As I play through the episode, I can cross out names and check off boxes after I've addressed the goal. This helps me too in terms of pacing because I really don't want to have a big info dump at the end. If I'm 2 missions in and none of the goals have been addressed, I need to step up with info sharing. It helps in this episode that the missions are meant to help with these goals, so it shouldn't be too hard of a task.
The next section has a empty schedule on the left and the list of detailed missions on the right. While I put down the time schedule, there's no need to keep to it. My big thought here is that it would be nice to know later what order they did things in. Imagine if 6 months from now they are in a bar and hear a bard signing a song about the burning of Greenest and she gets most, but not all, of the details right.

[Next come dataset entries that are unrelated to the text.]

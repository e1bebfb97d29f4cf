#![deny(clippy::unwrap_used)]
#![deny(clippy::expect_used)]
#![deny(clippy::panic)]

//! Seeded 48-bit linear congruential generator.
//!
//! The fixture values are defined by this generator: the seed is scrambled with
//! the multiplier, every step is `state * 0x5DEECE66D + 0xB (mod 2^48)`, and a
//! 32-bit draw is the top 32 bits of the new state.

use rand::RngCore;

const MULTIPLIER: u64 = 0x5_DEEC_E66D;
const ADDEND: u64 = 0xB;
const MASK: u64 = (1 << 48) - 1;

/// Deterministic 48-bit LCG.
#[derive(Debug, Clone, PartialEq, Eq)]
pub struct Lcg48 {
    state: u64,
}

impl Lcg48 {
    /// Create a generator from a seed.
    ///
    /// # Examples
    ///
    /// ```
    /// # use collbench_suite::Lcg48;
    /// let mut rng = Lcg48::new(42);
    /// assert_eq!(rng.next_int(), -1_170_105_035);
    /// ```
    #[must_use]
    #[allow(clippy::cast_sign_loss)]
    pub const fn new(seed: i64) -> Self {
        Self {
            state: (seed as u64 ^ MULTIPLIER) & MASK,
        }
    }

    /// Advance the state and return its top `bits` bits.
    #[allow(clippy::cast_possible_truncation, clippy::cast_possible_wrap)]
    const fn next_bits(&mut self, bits: u32) -> i32 {
        self.state = self.state.wrapping_mul(MULTIPLIER).wrapping_add(ADDEND) & MASK;
        (self.state >> (48 - bits)) as u32 as i32
    }

    /// Next uniformly distributed 32-bit integer.
    pub const fn next_int(&mut self) -> i32 {
        self.next_bits(32)
    }

    /// Next 64-bit integer, built from two consecutive 32-bit draws.
    pub const fn next_long(&mut self) -> i64 {
        let high = (self.next_bits(32) as i64) << 32;
        high.wrapping_add(self.next_bits(32) as i64)
    }

    /// Stream of `count` 32-bit draws.
    pub fn ints(&mut self, count: usize) -> impl Iterator<Item = i32> + '_ {
        (0..count).map(move |_| self.next_int())
    }
}

#[allow(clippy::cast_sign_loss)]
impl RngCore for Lcg48 {
    fn next_u32(&mut self) -> u32 {
        self.next_int() as u32
    }

    fn next_u64(&mut self) -> u64 {
        self.next_long() as u64
    }

    /// Fills four bytes per draw, least significant byte first.
    #[allow(clippy::cast_possible_truncation)]
    fn fill_bytes(&mut self, dest: &mut [u8]) {
        for chunk in dest.chunks_mut(4) {
            let mut draw = self.next_int();
            for byte in chunk {
                *byte = draw as u8;
                draw >>= 8;
            }
        }
    }

    fn try_fill_bytes(&mut self, dest: &mut [u8]) -> Result<(), rand::Error> {
        self.fill_bytes(dest);
        Ok(())
    }
}
#![deny(clippy::unwrap_used)]
#![deny(clippy::expect_used)]
#![deny(clippy::panic)]

//! The timed operations.
//!
//! Each operation reads one fixture and builds a new container from it, either
//! in bulk (one `collect`/`clone` over the source) or iteratively (an empty
//! container grown one `push` at a time). The built container is handed back to
//! the caller so the harness can keep the optimizer from eliding the work.

use crate::error::{Result, SuiteError};
use crate::fixtures::{FixtureKind, Fixtures, IntSet};
use serde::{Deserialize, Serialize};
use std::collections::LinkedList;
use std::fmt;
use std::str::FromStr;

/// Identifier shared by every operation of this suite.
pub const SUITE_NAME: &str = "collection_initialization";

/// Kind of container an operation builds.
#[derive(Debug, Clone, Copy, PartialEq, Eq, Hash, Serialize, Deserialize)]
#[serde(rename_all = "snake_case")]
pub enum TargetKind {
    LinkedList,
    ArrayList,
    HashSet,
}

/// How the target container is filled.
#[derive(Debug, Clone, Copy, PartialEq, Eq, Hash, Serialize, Deserialize)]
#[serde(rename_all = "snake_case")]
pub enum Construction {
    /// Single bulk copy of the source.
    Bulk,
    /// Empty container, one append per source element.
    Iterative,
    /// Bulk copy, then a second pass appending every source element again.
    BulkThenIterative,
}

/// A freshly built container.
#[derive(Debug, Clone, PartialEq, Eq)]
pub enum Collection {
    LinkedList(LinkedList<i32>),
    ArrayList(Vec<i32>),
    HashSet(IntSet),
}

impl Collection {
    /// Number of elements held.
    #[must_use]
    pub fn len(&self) -> usize {
        match self {
            Self::LinkedList(list) => list.len(),
            Self::ArrayList(list) => list.len(),
            Self::HashSet(set) => set.len(),
        }
    }

    /// Whether the container is empty.
    #[must_use]
    pub fn is_empty(&self) -> bool {
        self.len() == 0
    }

    /// Kind of container built.
    #[must_use]
    pub const fn kind(&self) -> TargetKind {
        match self {
            Self::LinkedList(_) => TargetKind::LinkedList,
            Self::ArrayList(_) => TargetKind::ArrayList,
            Self::HashSet(_) => TargetKind::HashSet,
        }
    }

    /// Elements in iteration order.
    #[must_use]
    pub fn to_vec(&self) -> Vec<i32> {
        match self {
            Self::LinkedList(list) => list.iter().copied().collect(),
            Self::ArrayList(list) => list.clone(),
            Self::HashSet(set) => set.iter().copied().collect(),
        }
    }
}

/// Named, parameterless unit of work over the fixtures.
#[derive(Debug, Clone, Copy, PartialEq, Eq, Hash, Serialize, Deserialize)]
#[serde(rename_all = "snake_case")]
pub enum Operation {
    CreateLinkedListFromSet,
    CreateArrayListFromSet,
    CreateArrayListFromSetIteratively,
    CreateHashSetFromSet,
    CreateLinkedListFromLinkedList,
    CreateLinkedListFromLinkedListIteratively,
    CreateArrayListFromLinkedList,
    CreateArrayListFromLinkedListIteratively,
    CreateHashSetFromLinkedList,
    CreateLinkedListFromArrayList,
    CreateLinkedListFromArrayListIteratively,
    CreateArrayListFromArrayList,
    CreateArrayListFromArrayListIteratively,
    CreateHashSetFromArrayList,
}

impl Operation {
    /// Every operation, grouped by source fixture.
    pub const ALL: [Self; 14] = [
        Self::CreateLinkedListFromSet,
        Self::CreateArrayListFromSet,
        Self::CreateArrayListFromSetIteratively,
        Self::CreateHashSetFromSet,
        Self::CreateLinkedListFromLinkedList,
        Self::CreateLinkedListFromLinkedListIteratively,
        Self::CreateArrayListFromLinkedList,
        Self::CreateArrayListFromLinkedListIteratively,
        Self::CreateHashSetFromLinkedList,
        Self::CreateLinkedListFromArrayList,
        Self::CreateLinkedListFromArrayListIteratively,
        Self::CreateArrayListFromArrayList,
        Self::CreateArrayListFromArrayListIteratively,
        Self::CreateHashSetFromArrayList,
    ];

    /// Short operation name, e.g. `create_array_list_from_set`.
    #[must_use]
    pub const fn name(self) -> &'static str {
        match self {
            Self::CreateLinkedListFromSet => "create_linked_list_from_set",
            Self::CreateArrayListFromSet => "create_array_list_from_set",
            Self::CreateArrayListFromSetIteratively => "create_array_list_from_set_iteratively",
            Self::CreateHashSetFromSet => "create_hash_set_from_set",
            Self::CreateLinkedListFromLinkedList => "create_linked_list_from_linked_list",
            Self::CreateLinkedListFromLinkedListIteratively => {
                "create_linked_list_from_linked_list_iteratively"
            }
            Self::CreateArrayListFromLinkedList => "create_array_list_from_linked_list",
            Self::CreateArrayListFromLinkedListIteratively => {
                "create_array_list_from_linked_list_iteratively"
            }
            Self::CreateHashSetFromLinkedList => "create_hash_set_from_linked_list",
            Self::CreateLinkedListFromArrayList => "create_linked_list_from_array_list",
            Self::CreateLinkedListFromArrayListIteratively => {
                "create_linked_list_from_array_list_iteratively"
            }
            Self::CreateArrayListFromArrayList => "create_array_list_from_array_list",
            Self::CreateArrayListFromArrayListIteratively => {
                "create_array_list_from_array_list_iteratively"
            }
            Self::CreateHashSetFromArrayList => "create_hash_set_from_array_list",
        }
    }

    /// Name qualified with [`SUITE_NAME`], the form include patterns match against.
    #[must_use]
    pub fn full_name(self) -> String {
        format!("{SUITE_NAME}.{}", self.name())
    }

    /// Fixture the operation reads.
    #[must_use]
    pub const fn source(self) -> FixtureKind {
        match self {
            Self::CreateLinkedListFromSet
            | Self::CreateArrayListFromSet
            | Self::CreateArrayListFromSetIteratively
            | Self::CreateHashSetFromSet => FixtureKind::Set,
            Self::CreateLinkedListFromLinkedList
            | Self::CreateLinkedListFromLinkedListIteratively
            | Self::CreateArrayListFromLinkedList
            | Self::CreateArrayListFromLinkedListIteratively
            | Self::CreateHashSetFromLinkedList => FixtureKind::LinkedList,
            Self::CreateLinkedListFromArrayList
            | Self::CreateLinkedListFromArrayListIteratively
            | Self::CreateArrayListFromArrayList
            | Self::CreateArrayListFromArrayListIteratively
            | Self::CreateHashSetFromArrayList => FixtureKind::ArrayList,
        }
    }

    /// Container the operation builds.
    #[must_use]
    pub const fn target(self) -> TargetKind {
        match self {
            Self::CreateLinkedListFromSet
            | Self::CreateLinkedListFromLinkedList
            | Self::CreateLinkedListFromLinkedListIteratively
            | Self::CreateLinkedListFromArrayList
            | Self::CreateLinkedListFromArrayListIteratively => TargetKind::LinkedList,
            Self::CreateArrayListFromSet
            | Self::CreateArrayListFromSetIteratively
            | Self::CreateArrayListFromLinkedList
            | Self::CreateArrayListFromLinkedListIteratively
            | Self::CreateArrayListFromArrayList
            | Self::CreateArrayListFromArrayListIteratively => TargetKind::ArrayList,
            Self::CreateHashSetFromSet
            | Self::CreateHashSetFromLinkedList
            | Self::CreateHashSetFromArrayList => TargetKind::HashSet,
        }
    }

    /// How the target is filled.
    #[must_use]
    pub const fn construction(self) -> Construction {
        match self {
            Self::CreateArrayListFromSetIteratively => Construction::BulkThenIterative,
            Self::CreateLinkedListFromLinkedListIteratively
            | Self::CreateArrayListFromLinkedListIteratively
            | Self::CreateLinkedListFromArrayListIteratively
            | Self::CreateArrayListFromArrayListIteratively => Construction::Iterative,
            _ => Construction::Bulk,
        }
    }

    /// Build the target container from the source fixture.
    #[must_use]
    pub fn execute(self, fixtures: &Fixtures) -> Collection {
        match self {
            Self::CreateLinkedListFromSet => {
                Collection::LinkedList(create_linked_list_from_set(fixtures))
            }
            Self::CreateArrayListFromSet => {
                Collection::ArrayList(create_array_list_from_set(fixtures))
            }
            Self::CreateArrayListFromSetIteratively => {
                Collection::ArrayList(create_array_list_from_set_iteratively(fixtures))
            }
            Self::CreateHashSetFromSet => Collection::HashSet(create_hash_set_from_set(fixtures)),
            Self::CreateLinkedListFromLinkedList => {
                Collection::LinkedList(create_linked_list_from_linked_list(fixtures))
            }
            Self::CreateLinkedListFromLinkedListIteratively => Collection::LinkedList(
                create_linked_list_from_linked_list_iteratively(fixtures),
            ),
            Self::CreateArrayListFromLinkedList => {
                Collection::ArrayList(create_array_list_from_linked_list(fixtures))
            }
            Self::CreateArrayListFromLinkedListIteratively => {
                Collection::ArrayList(create_array_list_from_linked_list_iteratively(fixtures))
            }
            Self::CreateHashSetFromLinkedList => {
                Collection::HashSet(create_hash_set_from_linked_list(fixtures))
            }
            Self::CreateLinkedListFromArrayList => {
                Collection::LinkedList(create_linked_list_from_array_list(fixtures))
            }
            Self::CreateLinkedListFromArrayListIteratively => {
                Collection::LinkedList(create_linked_list_from_array_list_iteratively(fixtures))
            }
            Self::CreateArrayListFromArrayList => {
                Collection::ArrayList(create_array_list_from_array_list(fixtures))
            }
            Self::CreateArrayListFromArrayListIteratively => {
                Collection::ArrayList(create_array_list_from_array_list_iteratively(fixtures))
            }
            Self::CreateHashSetFromArrayList => {
                Collection::HashSet(create_hash_set_from_array_list(fixtures))
            }
        }
    }
}

impl fmt::Display for Operation {
    fn fmt(&self, f: &mut fmt::Formatter<'_>) -> fmt::Result {
        f.write_str(self.name())
    }
}

impl FromStr for Operation {
    type Err = SuiteError;

    /// Accepts both the short and the suite-qualified name.
    fn from_str(s: &str) -> Result<Self> {
        let short = s
            .strip_prefix(SUITE_NAME)
            .and_then(|rest| rest.strip_prefix('.'))
            .unwrap_or(s);

        Self::ALL
            .into_iter()
            .find(|op| op.name() == short)
            .ok_or_else(|| SuiteError::unknown_operation(s))
    }
}

// ---------------------------------------------------------------------------
// Set fixture
// ---------------------------------------------------------------------------

#[must_use]
pub fn create_linked_list_from_set(fixtures: &Fixtures) -> LinkedList<i32> {
    fixtures.set().iter().copied().collect()
}

#[must_use]
pub fn create_array_list_from_set(fixtures: &Fixtures) -> Vec<i32> {
    fixtures.set().iter().copied().collect()
}

/// Bulk copy followed by a second, element-by-element pass over the set.
///
/// The result holds every element twice.
#[must_use]
pub fn create_array_list_from_set_iteratively(fixtures: &Fixtures) -> Vec<i32> {
    let mut list: Vec<i32> = fixtures.set().iter().copied().collect();
    for &value in fixtures.set() {
        list.push(value);
    }
    list
}

/// Rehashes every element into a new table.
#[must_use]
pub fn create_hash_set_from_set(fixtures: &Fixtures) -> IntSet {
    fixtures.set().iter().copied().collect()
}

// ---------------------------------------------------------------------------
// Linked list fixture
// ---------------------------------------------------------------------------

#[must_use]
pub fn create_linked_list_from_linked_list(fixtures: &Fixtures) -> LinkedList<i32> {
    fixtures.linked_list().clone()
}

#[must_use]
pub fn create_linked_list_from_linked_list_iteratively(fixtures: &Fixtures) -> LinkedList<i32> {
    let mut list = LinkedList::new();
    for &value in fixtures.linked_list() {
        list.push_back(value);
    }
    list
}

#[must_use]
pub fn create_array_list_from_linked_list(fixtures: &Fixtures) -> Vec<i32> {
    fixtures.linked_list().iter().copied().collect()
}

#[must_use]
pub fn create_array_list_from_linked_list_iteratively(fixtures: &Fixtures) -> Vec<i32> {
    let mut list = Vec::new();
    for &value in fixtures.linked_list() {
        list.push(value);
    }
    list
}

#[must_use]
pub fn create_hash_set_from_linked_list(fixtures: &Fixtures) -> IntSet {
    fixtures.linked_list().iter().copied().collect()
}

// ---------------------------------------------------------------------------
// Array list fixture
// ---------------------------------------------------------------------------

#[must_use]
pub fn create_linked_list_from_array_list(fixtures: &Fixtures) -> LinkedList<i32> {
    fixtures.array_list().iter().copied().collect()
}

#[must_use]
pub fn create_linked_list_from_array_list_iteratively(fixtures: &Fixtures) -> LinkedList<i32> {
    let mut list = LinkedList::new();
    for &value in fixtures.array_list() {
        list.push_back(value);
    }
    list
}

#[must_use]
pub fn create_array_list_from_array_list(fixtures: &Fixtures) -> Vec<i32> {
    fixtures.array_list().to_vec()
}

#[must_use]
pub fn create_array_list_from_array_list_iteratively(fixtures: &Fixtures) -> Vec<i32> {
    let mut list = Vec::new();
    for &value in fixtures.array_list() {
        list.push(value);
    }
    list
}

#[must_use]
pub fn create_hash_set_from_array_list(fixtures: &Fixtures) -> IntSet {
    fixtures.array_list().iter().copied().collect()
}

After that I have some key information to record for each mission. This includes information that is used for generating XP or is useful later in the adventure. For instance, the PCs can get XP for each townsperson they bring back during the Seek the Keep mission or their XP might be cut in half during the Sanctuary mission if too many townspeople die. Having a quick place to note this info (and a reminder about what is important to note) can make the process of giving XP, if that's what you're group is doing, much easier.
Finally, I have the list of enemies listed in the episode at the bottom as well as room to keep a tally of the number defeated. Even if you're using the milestone based leveling instead of using XP, this can be useful for things like pulling minis or providing achievements for the group, if that's your style.
I tried to keep it to one-page, in part at Mike's suggestion. However, I could see a slightly longer version being made that helped by listing the DCs and such. So, take a look and tell me what you think. I hope to do them for all the episodes.